Saved data entries
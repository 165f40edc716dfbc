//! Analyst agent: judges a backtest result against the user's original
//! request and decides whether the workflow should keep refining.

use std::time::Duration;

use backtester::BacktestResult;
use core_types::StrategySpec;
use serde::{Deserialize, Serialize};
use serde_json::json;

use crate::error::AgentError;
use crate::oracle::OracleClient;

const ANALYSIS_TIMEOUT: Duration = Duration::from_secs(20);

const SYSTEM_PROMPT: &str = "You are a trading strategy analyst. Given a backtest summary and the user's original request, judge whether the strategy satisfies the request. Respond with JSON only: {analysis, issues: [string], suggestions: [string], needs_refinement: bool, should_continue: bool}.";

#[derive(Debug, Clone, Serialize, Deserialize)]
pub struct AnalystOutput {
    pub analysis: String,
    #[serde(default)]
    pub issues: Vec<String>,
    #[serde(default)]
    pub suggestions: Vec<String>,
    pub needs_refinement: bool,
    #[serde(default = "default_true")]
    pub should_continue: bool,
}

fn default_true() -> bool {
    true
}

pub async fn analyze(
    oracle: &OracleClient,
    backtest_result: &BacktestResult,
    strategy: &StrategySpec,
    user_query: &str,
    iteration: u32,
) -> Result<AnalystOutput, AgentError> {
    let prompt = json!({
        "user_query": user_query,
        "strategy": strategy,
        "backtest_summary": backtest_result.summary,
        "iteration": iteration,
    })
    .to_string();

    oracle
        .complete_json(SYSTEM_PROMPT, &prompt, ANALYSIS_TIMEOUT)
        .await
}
==
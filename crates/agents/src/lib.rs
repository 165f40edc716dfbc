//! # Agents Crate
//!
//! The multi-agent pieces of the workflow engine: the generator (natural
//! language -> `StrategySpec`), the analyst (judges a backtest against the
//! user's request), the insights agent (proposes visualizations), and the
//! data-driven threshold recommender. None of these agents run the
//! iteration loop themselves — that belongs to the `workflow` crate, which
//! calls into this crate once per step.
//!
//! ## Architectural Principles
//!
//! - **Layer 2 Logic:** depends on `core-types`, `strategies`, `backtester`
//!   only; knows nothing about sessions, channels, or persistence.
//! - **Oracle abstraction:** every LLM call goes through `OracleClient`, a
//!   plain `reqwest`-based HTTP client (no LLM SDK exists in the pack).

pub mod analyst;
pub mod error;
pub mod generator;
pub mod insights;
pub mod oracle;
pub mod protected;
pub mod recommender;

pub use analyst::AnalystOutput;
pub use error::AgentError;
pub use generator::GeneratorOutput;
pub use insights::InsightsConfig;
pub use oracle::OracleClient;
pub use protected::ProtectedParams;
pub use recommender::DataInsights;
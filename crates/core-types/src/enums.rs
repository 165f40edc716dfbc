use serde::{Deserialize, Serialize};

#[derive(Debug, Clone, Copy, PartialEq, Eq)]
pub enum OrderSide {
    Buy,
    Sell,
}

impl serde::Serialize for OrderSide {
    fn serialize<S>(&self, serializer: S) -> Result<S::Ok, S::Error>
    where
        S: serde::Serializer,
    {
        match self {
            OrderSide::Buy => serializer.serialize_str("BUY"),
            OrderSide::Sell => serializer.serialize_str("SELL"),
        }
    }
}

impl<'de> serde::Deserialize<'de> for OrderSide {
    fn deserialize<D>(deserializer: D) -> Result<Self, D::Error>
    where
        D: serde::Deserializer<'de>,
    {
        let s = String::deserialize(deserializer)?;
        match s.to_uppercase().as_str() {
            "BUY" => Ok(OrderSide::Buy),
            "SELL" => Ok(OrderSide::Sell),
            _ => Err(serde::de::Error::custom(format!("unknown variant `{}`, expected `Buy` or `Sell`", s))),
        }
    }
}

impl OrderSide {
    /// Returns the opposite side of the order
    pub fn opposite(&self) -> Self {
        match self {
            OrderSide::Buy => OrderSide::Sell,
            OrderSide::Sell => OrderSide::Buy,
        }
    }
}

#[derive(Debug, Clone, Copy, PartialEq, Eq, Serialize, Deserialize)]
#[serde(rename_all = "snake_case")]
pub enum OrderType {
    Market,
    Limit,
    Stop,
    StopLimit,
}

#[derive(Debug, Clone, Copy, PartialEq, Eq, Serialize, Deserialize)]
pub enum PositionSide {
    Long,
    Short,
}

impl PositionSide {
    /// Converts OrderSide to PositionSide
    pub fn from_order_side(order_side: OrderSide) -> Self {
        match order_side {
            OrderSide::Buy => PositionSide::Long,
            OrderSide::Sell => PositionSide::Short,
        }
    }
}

=== About this exercise ===
Among the entries, find each line that includes the string "iteration" and copy it.

=== Reply to the exercise ===
    iteration: u32,
        "iteration": iteration,
//! iteration loop themselves — that belongs to the `workflow` crate, which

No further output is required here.